- _Brief_
Scan the entries below, and for each line that includes the word "println", make a copy.
- - - - - - -
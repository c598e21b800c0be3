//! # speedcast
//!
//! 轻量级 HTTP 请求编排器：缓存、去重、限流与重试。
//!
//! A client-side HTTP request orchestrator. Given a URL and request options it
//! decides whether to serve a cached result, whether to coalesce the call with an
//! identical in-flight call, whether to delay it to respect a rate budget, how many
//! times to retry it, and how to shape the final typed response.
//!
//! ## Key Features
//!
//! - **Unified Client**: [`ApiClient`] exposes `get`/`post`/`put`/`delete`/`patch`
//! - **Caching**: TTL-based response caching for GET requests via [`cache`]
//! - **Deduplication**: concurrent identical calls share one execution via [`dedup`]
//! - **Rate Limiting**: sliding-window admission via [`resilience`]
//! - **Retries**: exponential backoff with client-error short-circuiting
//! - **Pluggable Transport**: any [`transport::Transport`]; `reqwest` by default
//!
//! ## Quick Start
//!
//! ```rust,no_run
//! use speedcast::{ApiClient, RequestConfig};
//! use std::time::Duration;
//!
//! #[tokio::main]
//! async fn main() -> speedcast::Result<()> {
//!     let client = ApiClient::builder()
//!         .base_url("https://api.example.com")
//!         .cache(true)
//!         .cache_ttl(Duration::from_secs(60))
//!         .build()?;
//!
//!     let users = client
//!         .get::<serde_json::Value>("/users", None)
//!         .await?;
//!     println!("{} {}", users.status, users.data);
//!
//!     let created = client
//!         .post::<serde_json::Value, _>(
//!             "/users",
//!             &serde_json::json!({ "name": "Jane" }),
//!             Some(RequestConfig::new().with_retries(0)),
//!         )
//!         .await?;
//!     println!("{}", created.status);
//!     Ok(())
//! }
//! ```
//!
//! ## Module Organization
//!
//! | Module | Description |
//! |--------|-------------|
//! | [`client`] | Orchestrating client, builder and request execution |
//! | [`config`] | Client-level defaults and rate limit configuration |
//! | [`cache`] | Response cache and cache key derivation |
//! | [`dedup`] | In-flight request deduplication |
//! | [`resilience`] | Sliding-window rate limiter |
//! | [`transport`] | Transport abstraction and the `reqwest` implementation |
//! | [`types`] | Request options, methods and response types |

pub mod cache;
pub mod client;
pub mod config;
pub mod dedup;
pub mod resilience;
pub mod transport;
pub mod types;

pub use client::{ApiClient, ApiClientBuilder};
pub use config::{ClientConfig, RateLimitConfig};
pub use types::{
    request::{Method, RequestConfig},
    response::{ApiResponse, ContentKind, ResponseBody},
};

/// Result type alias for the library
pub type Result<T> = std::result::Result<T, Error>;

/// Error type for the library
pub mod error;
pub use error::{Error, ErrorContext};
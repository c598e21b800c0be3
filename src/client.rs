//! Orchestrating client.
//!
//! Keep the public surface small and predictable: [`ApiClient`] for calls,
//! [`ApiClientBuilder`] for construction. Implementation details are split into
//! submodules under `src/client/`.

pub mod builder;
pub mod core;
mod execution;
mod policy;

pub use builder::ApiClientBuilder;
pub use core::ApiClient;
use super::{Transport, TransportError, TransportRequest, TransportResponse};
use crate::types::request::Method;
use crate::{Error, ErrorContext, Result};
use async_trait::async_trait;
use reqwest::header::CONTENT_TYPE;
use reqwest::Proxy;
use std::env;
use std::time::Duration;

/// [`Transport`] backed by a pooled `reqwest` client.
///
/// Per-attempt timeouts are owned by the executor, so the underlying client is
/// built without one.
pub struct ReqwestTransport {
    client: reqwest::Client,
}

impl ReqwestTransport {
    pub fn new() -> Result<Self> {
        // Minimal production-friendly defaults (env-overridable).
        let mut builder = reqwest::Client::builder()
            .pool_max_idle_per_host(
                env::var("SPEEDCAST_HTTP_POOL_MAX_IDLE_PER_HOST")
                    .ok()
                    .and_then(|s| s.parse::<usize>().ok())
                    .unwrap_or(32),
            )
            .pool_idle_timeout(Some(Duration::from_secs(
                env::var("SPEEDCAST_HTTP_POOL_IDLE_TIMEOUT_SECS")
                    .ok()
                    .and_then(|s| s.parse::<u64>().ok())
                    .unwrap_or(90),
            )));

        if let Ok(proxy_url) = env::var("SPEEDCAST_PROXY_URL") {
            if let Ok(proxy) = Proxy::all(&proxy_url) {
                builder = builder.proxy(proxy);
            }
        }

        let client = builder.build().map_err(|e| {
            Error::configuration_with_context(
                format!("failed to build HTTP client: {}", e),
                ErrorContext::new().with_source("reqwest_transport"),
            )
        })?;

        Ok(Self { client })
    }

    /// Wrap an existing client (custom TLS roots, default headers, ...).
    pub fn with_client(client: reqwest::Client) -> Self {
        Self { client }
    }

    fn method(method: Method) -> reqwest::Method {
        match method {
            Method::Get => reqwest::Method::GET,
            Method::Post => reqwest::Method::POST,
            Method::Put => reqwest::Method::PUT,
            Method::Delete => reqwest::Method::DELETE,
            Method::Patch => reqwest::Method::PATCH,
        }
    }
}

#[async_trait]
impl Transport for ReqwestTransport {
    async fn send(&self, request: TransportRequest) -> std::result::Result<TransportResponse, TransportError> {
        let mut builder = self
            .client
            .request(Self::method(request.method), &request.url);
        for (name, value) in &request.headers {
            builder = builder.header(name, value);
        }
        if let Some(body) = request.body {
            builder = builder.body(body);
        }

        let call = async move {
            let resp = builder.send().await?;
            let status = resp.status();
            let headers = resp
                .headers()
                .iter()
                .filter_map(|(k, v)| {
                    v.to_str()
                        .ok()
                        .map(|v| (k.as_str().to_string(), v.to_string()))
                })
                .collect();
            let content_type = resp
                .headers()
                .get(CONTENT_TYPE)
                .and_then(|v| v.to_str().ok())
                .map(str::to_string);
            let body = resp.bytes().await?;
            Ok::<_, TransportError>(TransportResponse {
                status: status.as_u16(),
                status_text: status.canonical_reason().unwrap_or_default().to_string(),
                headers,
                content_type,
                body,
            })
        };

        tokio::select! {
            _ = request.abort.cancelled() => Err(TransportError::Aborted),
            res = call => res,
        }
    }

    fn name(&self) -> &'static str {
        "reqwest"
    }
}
- - - - - - -
- _Solution to the problem_
//!     println!("{} {}", users.status, users.data);
//!     println!("{}", created.status);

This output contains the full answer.